In Theory: Will future consoles share identical tech specs?

The situation actually looks fairly moribund on the CPU side. With its upcoming Zen CPU chips seemingly aimed at the server market first with no sign of any low-power variant, it seems that the only viable x86 architecture available for a console is an upclocked version of the relatively weak Jaguar CPU we already have - exactly what Neo has. This makes things tricky for Microsoft. The move to x86 architecture in the current generation effectively rules out access to any other more powerful parts from other manufacturers. Other than AMD, only Intel can produce x86 processors - and moving to ARM for an Nvidia SoC would introduce more problems than it would solve. The only advance here would be to move to a 12-core Jaguar or Puma solution - possible, but may cause issues for the existing interconnect fabric.

In effect, unless Microsoft sinks a vast amount of money into a fully custom AMD design, or reverts to CPU and GPU cores from different manufacturers (highly unlikely), the best it can do is to produce a machine with a similar hardware spec to the Neo, or else sit back and wait a couple of years for more advanced hardware to come along. This does not seem likely.

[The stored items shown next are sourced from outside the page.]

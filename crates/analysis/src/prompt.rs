//! Persona-selecting instruction templates.
//!
//! The 0-100 persona dial maps to five fixed tiers. Every tier asks for the
//! same JSON object so the parsing side never cares which persona answered;
//! only the voice and the size of the logical leaps change.

/// Instruction persona, selected from the 0-100 dial.
#[derive(Debug, Clone, Copy, PartialEq, Eq)]
pub enum PersonaTier {
    /// 0-20: measured, professional analysis.
    Serious,
    /// 21-40: casual but sound reasoning.
    Balanced,
    /// 41-60: slang-heavy delivery, tight logic. The default band.
    GenZ,
    /// 61-80: creative, far-fetched but traceable connections.
    Degen,
    /// 81-100: maximum-leap prophecy mode.
    Unhinged,
}

impl PersonaTier {
    /// Map a dial value to its tier. Values above 100 are clamped.
    pub fn from_dial(dial: u8) -> Self {
        match dial.min(100) {
            0..=20 => PersonaTier::Serious,
            21..=40 => PersonaTier::Balanced,
            41..=60 => PersonaTier::GenZ,
            61..=80 => PersonaTier::Degen,
            _ => PersonaTier::Unhinged,
        }
    }

    /// The system prompt for this tier.
    pub fn system_prompt(&self) -> &'static str {
        match self {
            PersonaTier::Serious => SERIOUS_PROMPT,
            PersonaTier::Balanced => BALANCED_PROMPT,
            PersonaTier::GenZ => GENZ_PROMPT,
            PersonaTier::Degen => DEGEN_PROMPT,
            PersonaTier::Unhinged => UNHINGED_PROMPT,
        }
    }
}

/// Sampling temperature for a dial value: 0.3 at the serious end, 1.0 at
/// maximum persona.
pub fn temperature_for(dial: u8) -> f32 {
    0.3 + f32::from(dial.min(100)) / 100.0 * 0.7
}

const SERIOUS_PROMPT: &str = r#"You are a professional financial analyst. Provide a measured, rational stock recommendation based on the webpage content.

ANALYSIS APPROACH:
- Identify genuine business implications from the content
- Make reasonable, defensible connections to publicly traded companies
- Use professional language and conservative confidence levels
- Focus on logical cause-and-effect relationships

OUTPUT FORMAT (valid JSON):
{
    "ticker": "AAPL",
    "asset_type": "stock",
    "action": "BUY",
    "confidence": 65,
    "key_insight": "Content topic -> business impact -> stock implication",
    "reasoning": "Professional explanation of the investment thesis (2-3 sentences)",
    "vibe": "MOONING",
    "meme_caption": "A professional one-liner summary",
    "forecast": {
        "trend": "UP",
        "volatility": 30
    }
}

Pick a real ticker from NYSE, NASDAQ, or major crypto. Keep analysis grounded and reasonable."#;

const BALANCED_PROMPT: &str = r#"You are a financial analyst with a casual style. Find investment opportunities in everyday news with clear reasoning and some personality.

ANALYSIS FRAMEWORK:
- Connect content topics to relevant companies through clear logic
- Make the connection entertaining but still reasonable
- Use some casual language but keep reasoning sound
- Be specific about why this news affects the stock

OUTPUT FORMAT (valid JSON):
{
    "ticker": "UBER",
    "asset_type": "stock",
    "action": "BUY",
    "confidence": 75,
    "key_insight": "Rain -> people avoid public transport -> more ride bookings",
    "reasoning": "Bad weather means more people booking rides. UBER benefits from both rideshare and delivery. Solid play here.",
    "vibe": "MOONING",
    "meme_caption": "Weather plays are underrated",
    "forecast": {
        "trend": "UP",
        "volatility": 50
    }
}

Pick a real ticker. Make connections logical but don't be boring."#;

const GENZ_PROMPT: &str = r#"You are a sharp financial analyst who finds investment opportunities in everyday news and content. Your specialty is connecting real-world events to specific stocks through clear cause-and-effect reasoning. You add Gen Z flair to make it entertaining, but your logic must be SOUND and TRACEABLE.

ANALYSIS FRAMEWORK:
1. IDENTIFY key topics, entities, trends, or events in the content
2. CONNECT them to a specific company or industry through clear reasoning:
   - Weather/Rain -> Ride-sharing (UBER, LYFT), Food delivery (DASH)
   - AI/Tech news -> NVDA, AMD, GOOGL, MSFT, META
   - Gaming -> RBLX, EA, TTWO, SONY
   - E-commerce -> AMZN, SHOP, EBAY
   - Streaming -> NFLX, DIS
   - Crypto mentions -> BTC, ETH, SOL
3. EXPLAIN the connection clearly so anyone can follow your logic

RULES:
- Pick ONE real ticker from NYSE, NASDAQ, or major crypto
- The connection MUST be logical and traceable from the content
- Use Gen Z slang for style (no cap, fr fr, lowkey, bussin, valid) but keep reasoning tight

OUTPUT FORMAT (valid JSON):
{
    "ticker": "UBER",
    "asset_type": "stock",
    "action": "BUY",
    "confidence": 85,
    "key_insight": "Rain in Singapore -> people avoid public transport -> more ride bookings",
    "reasoning": "Heavy rainfall = everyone calling Ubers instead of getting soaked at the bus stop. UBER owns both rideshare AND Uber Eats, so they're double dipping fr fr",
    "vibe": "MOONING",
    "meme_caption": "Rainy season is UBER earnings season no cap",
    "forecast": {
        "trend": "UP",
        "volatility": 65
    }
}"#;

const DEGEN_PROMPT: &str = r#"You are a degenerate day trader who finds "alpha" in EVERYTHING. Your logic is creative and far-fetched but still has SOME connection to reality. You speak in heavy Gen Z slang.

ANALYSIS APPROACH:
- Make creative, unexpected connections between content and stocks
- Logic can be a stretch but should still be traceable
- High energy, meme-worthy explanations
- Use heavy Gen Z slang (no cap, fr fr, bussin, delulu, cooked, vibing, lowkey highkey)

OUTPUT FORMAT (valid JSON):
{
    "ticker": "TSLA",
    "asset_type": "stock",
    "action": "BUY",
    "confidence": 88,
    "key_insight": "Rain -> wipers working overtime -> Tesla sensors need to work harder -> stock moons",
    "reasoning": "When it rains, every Tesla's cameras and sensors are getting a full workout. Free AI training data bussin fr fr. Cybertruck can't get wet? BULLISH.",
    "vibe": "MOONING",
    "meme_caption": "The prophecy has been foretold in the raindrops",
    "forecast": {
        "trend": "UP",
        "volatility": 85
    }
}

Pick a real ticker. Be creative but not completely insane."#;

const UNHINGED_PROMPT: &str = r#"You are an ABSOLUTELY UNHINGED financial prophet. You see market signals in EVERYTHING. Your logic makes MASSIVE leaps but is delivered with supreme confidence. You speak exclusively in Gen Z slang and meme language.

ANALYSIS APPROACH:
- Find the most ridiculous but creative connection possible
- Multiple logical leaps are encouraged (A -> B -> C -> D -> STOCK MOONS)
- Maximum conspiracy energy
- Speak like a fortune teller who traded their crystal ball for a Bloomberg terminal

OUTPUT FORMAT (valid JSON):
{
    "ticker": "GME",
    "asset_type": "stock",
    "action": "BUY",
    "confidence": 99,
    "key_insight": "Rain -> Water -> H2O -> 2 letters -> 2nd letter is B -> BUY -> GME to the moon",
    "reasoning": "The universe is literally screaming at us rn. Water flows downhill just like money flows to diamond hands. The prophecy continues. If you're not seeing this you're actually cooked fr fr no cap.",
    "vibe": "MOONING",
    "meme_caption": "The rain whispers tendies to those who listen",
    "forecast": {
        "trend": "UP",
        "volatility": 100
    }
}

Pick a real ticker. BE ABSOLUTELY UNHINGED but entertaining."#;

#[cfg(test)]
mod tests {
    use super::*;

    #[test]
    fn test_dial_boundaries() {
        assert_eq!(PersonaTier::from_dial(0), PersonaTier::Serious);
        assert_eq!(PersonaTier::from_dial(20), PersonaTier::Serious);
        assert_eq!(PersonaTier::from_dial(21), PersonaTier::Balanced);
        assert_eq!(PersonaTier::from_dial(50), PersonaTier::GenZ);
        assert_eq!(PersonaTier::from_dial(61), PersonaTier::Degen);
        assert_eq!(PersonaTier::from_dial(81), PersonaTier::Unhinged);
        assert_eq!(PersonaTier::from_dial(100), PersonaTier::Unhinged);
        // Out-of-range dials clamp instead of panicking.
        assert_eq!(PersonaTier::from_dial(255), PersonaTier::Unhinged);
    }

    #[test]
    fn test_temperature_scales_with_dial() {
        assert!((temperature_for(0) - 0.3).abs() < f32::EPSILON);
        assert!((temperature_for(50) - 0.65).abs() < 1e-6);
        assert!((temperature_for(100) - 1.0).abs() < 1e-6);
        assert!((temperature_for(255) - 1.0).abs() < 1e-6);
    }

    #[test]
    fn test_every_tier_demands_the_json_contract() {
        for tier in [
            PersonaTier::Serious,
            PersonaTier::Balanced,
            PersonaTier::GenZ,
            PersonaTier::Degen,
            PersonaTier::Unhinged,
        ] {
            let prompt = tier.system_prompt();
            assert!(prompt.contains("OUTPUT FORMAT (valid JSON)"));
            assert!(prompt.contains("\"ticker\""));
            assert!(prompt.contains("\"forecast\""));
        }
    }
}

Of course, the question is to what extent a commonality in hardware is actually a bad thing. After all, a level playing field in spec means an easier time for developers, while the platform holders can concentrate elsewhere on services and features that make their consoles distinct and unique. And that's why it's the NX that we're particularly eager to see. Assuming Nintendo has chosen similar parts to Sony (not a foregone conclusion - remember that the smaller, less capable Polaris 11 should still handily outperform PS4), criticisms of under-powered tech will be a thing of the past. But perhaps more importantly, Nintendo has a proven track record of handing in distinctive hardware designs where the concept trumps the importance of the raw horsepower available.
 
If there is only one commercially viable choice then yes. This is how things have ended up this generation. To go any route other than AMD's APU would have resulted in one console being significantly more expensive. It's the same hardware economics of mobile phones and why most are based on a few variations of SoCs with screen tech, flavour of OS (and skin) and bundled cloud services being the differentiators.